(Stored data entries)
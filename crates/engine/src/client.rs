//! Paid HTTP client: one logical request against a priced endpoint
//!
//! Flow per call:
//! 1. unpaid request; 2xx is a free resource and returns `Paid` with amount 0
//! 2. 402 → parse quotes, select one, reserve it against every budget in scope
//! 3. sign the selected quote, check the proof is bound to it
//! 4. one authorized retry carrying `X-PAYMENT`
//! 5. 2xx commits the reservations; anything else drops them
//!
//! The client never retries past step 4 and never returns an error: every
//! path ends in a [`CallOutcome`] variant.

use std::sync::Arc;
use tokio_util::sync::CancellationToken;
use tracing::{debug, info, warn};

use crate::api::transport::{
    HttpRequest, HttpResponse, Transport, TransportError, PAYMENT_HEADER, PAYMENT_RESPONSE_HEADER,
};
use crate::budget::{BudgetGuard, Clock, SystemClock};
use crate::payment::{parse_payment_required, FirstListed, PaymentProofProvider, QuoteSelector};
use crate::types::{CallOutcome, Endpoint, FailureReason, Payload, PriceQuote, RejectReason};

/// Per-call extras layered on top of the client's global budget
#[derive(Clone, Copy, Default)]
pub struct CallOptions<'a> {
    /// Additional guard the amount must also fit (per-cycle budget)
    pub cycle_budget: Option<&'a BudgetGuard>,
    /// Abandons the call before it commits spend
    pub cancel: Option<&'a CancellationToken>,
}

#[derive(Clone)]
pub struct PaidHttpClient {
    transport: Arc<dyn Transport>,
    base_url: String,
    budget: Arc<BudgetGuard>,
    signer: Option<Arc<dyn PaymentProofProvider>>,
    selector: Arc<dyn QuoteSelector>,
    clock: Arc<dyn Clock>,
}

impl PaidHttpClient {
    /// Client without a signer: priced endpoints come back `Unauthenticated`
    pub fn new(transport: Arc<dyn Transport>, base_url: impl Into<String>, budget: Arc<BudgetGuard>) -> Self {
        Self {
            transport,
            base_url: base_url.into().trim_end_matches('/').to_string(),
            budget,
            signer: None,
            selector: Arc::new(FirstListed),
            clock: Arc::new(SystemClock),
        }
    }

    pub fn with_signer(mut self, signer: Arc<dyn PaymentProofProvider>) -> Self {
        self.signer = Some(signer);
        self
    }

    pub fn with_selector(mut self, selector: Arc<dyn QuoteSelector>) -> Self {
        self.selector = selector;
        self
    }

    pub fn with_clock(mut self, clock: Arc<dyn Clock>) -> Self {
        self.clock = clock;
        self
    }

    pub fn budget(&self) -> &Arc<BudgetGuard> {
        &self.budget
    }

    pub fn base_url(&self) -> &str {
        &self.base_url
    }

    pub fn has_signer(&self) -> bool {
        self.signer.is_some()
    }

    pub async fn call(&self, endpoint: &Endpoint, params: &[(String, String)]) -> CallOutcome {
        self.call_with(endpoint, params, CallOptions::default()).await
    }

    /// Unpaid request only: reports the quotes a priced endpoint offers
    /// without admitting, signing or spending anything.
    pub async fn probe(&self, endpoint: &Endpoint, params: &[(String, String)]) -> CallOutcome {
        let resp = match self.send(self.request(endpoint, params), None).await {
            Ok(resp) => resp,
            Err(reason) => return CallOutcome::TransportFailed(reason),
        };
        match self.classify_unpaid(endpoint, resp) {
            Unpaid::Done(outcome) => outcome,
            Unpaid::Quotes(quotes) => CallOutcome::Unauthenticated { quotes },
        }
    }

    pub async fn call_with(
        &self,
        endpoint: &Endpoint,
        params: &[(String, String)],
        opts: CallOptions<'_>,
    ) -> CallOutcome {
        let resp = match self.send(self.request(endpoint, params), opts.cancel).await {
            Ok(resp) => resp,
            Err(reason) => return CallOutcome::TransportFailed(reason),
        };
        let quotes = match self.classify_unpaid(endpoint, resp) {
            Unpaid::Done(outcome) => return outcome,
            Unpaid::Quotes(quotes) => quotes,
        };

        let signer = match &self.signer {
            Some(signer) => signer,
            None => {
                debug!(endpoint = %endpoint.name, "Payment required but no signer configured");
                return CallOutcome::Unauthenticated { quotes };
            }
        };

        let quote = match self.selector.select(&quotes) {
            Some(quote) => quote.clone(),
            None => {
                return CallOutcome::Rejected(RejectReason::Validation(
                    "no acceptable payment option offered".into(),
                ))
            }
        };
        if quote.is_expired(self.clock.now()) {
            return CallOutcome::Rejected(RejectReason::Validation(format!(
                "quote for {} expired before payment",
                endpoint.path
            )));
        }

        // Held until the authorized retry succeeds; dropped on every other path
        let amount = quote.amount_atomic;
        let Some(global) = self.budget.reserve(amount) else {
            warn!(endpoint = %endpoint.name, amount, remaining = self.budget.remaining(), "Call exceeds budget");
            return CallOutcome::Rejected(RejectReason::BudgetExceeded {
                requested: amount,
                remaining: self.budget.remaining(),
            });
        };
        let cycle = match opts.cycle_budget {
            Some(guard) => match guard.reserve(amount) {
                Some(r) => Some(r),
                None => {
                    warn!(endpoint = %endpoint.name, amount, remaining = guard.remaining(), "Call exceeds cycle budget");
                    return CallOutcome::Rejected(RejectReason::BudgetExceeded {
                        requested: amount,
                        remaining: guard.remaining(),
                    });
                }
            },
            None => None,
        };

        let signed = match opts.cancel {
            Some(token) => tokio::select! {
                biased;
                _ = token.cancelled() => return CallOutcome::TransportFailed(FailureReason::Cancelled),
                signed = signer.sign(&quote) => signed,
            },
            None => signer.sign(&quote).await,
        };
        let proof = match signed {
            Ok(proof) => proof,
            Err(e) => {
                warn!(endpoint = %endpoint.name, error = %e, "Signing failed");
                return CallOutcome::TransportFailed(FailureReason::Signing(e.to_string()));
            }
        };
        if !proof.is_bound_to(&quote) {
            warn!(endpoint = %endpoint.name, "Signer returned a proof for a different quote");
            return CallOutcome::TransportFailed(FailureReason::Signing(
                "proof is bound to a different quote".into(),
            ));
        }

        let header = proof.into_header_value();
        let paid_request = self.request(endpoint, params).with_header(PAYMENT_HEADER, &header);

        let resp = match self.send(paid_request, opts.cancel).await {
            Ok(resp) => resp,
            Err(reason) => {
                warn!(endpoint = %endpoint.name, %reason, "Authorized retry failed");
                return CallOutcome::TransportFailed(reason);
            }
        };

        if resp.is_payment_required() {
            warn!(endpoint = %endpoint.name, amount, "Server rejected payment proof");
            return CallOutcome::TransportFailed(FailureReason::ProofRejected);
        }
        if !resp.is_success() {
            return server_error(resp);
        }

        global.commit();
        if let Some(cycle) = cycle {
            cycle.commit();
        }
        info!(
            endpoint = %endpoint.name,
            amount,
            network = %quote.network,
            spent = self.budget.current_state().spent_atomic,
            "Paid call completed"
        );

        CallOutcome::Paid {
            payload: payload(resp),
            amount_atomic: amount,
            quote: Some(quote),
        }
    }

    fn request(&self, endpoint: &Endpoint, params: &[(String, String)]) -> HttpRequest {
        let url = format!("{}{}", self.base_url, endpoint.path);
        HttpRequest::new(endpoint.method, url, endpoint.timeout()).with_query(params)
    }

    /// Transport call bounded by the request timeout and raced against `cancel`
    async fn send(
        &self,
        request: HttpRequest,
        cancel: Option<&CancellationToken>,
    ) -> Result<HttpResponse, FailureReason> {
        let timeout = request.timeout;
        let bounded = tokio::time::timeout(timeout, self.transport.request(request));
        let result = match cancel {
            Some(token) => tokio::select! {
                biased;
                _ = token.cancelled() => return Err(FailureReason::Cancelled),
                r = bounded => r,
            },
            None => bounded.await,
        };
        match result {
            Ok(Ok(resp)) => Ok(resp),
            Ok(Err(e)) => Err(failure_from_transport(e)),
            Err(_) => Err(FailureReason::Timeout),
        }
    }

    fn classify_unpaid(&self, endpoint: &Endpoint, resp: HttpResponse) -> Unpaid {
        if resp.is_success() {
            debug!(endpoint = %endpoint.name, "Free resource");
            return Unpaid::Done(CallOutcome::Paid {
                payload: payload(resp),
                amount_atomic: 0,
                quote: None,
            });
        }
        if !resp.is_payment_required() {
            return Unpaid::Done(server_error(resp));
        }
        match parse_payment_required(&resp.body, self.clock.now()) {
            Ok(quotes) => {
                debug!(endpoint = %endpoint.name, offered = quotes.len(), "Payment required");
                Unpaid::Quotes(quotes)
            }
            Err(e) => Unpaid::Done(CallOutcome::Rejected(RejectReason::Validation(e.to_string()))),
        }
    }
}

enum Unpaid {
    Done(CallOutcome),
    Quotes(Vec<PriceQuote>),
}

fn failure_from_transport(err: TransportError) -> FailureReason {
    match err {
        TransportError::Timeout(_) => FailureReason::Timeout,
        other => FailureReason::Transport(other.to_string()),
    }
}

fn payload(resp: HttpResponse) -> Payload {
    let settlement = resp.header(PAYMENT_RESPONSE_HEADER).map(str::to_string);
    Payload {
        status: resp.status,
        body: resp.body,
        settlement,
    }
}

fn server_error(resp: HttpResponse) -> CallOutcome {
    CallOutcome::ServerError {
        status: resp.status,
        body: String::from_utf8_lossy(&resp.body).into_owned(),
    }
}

• Assigned task: Note each line of the entries that has "impl" in it, and copy those lines.

• Result for this task:
impl PaidHttpClient {
    pub fn new(transport: Arc<dyn Transport>, base_url: impl Into<String>, budget: Arc<BudgetGuard>) -> Self {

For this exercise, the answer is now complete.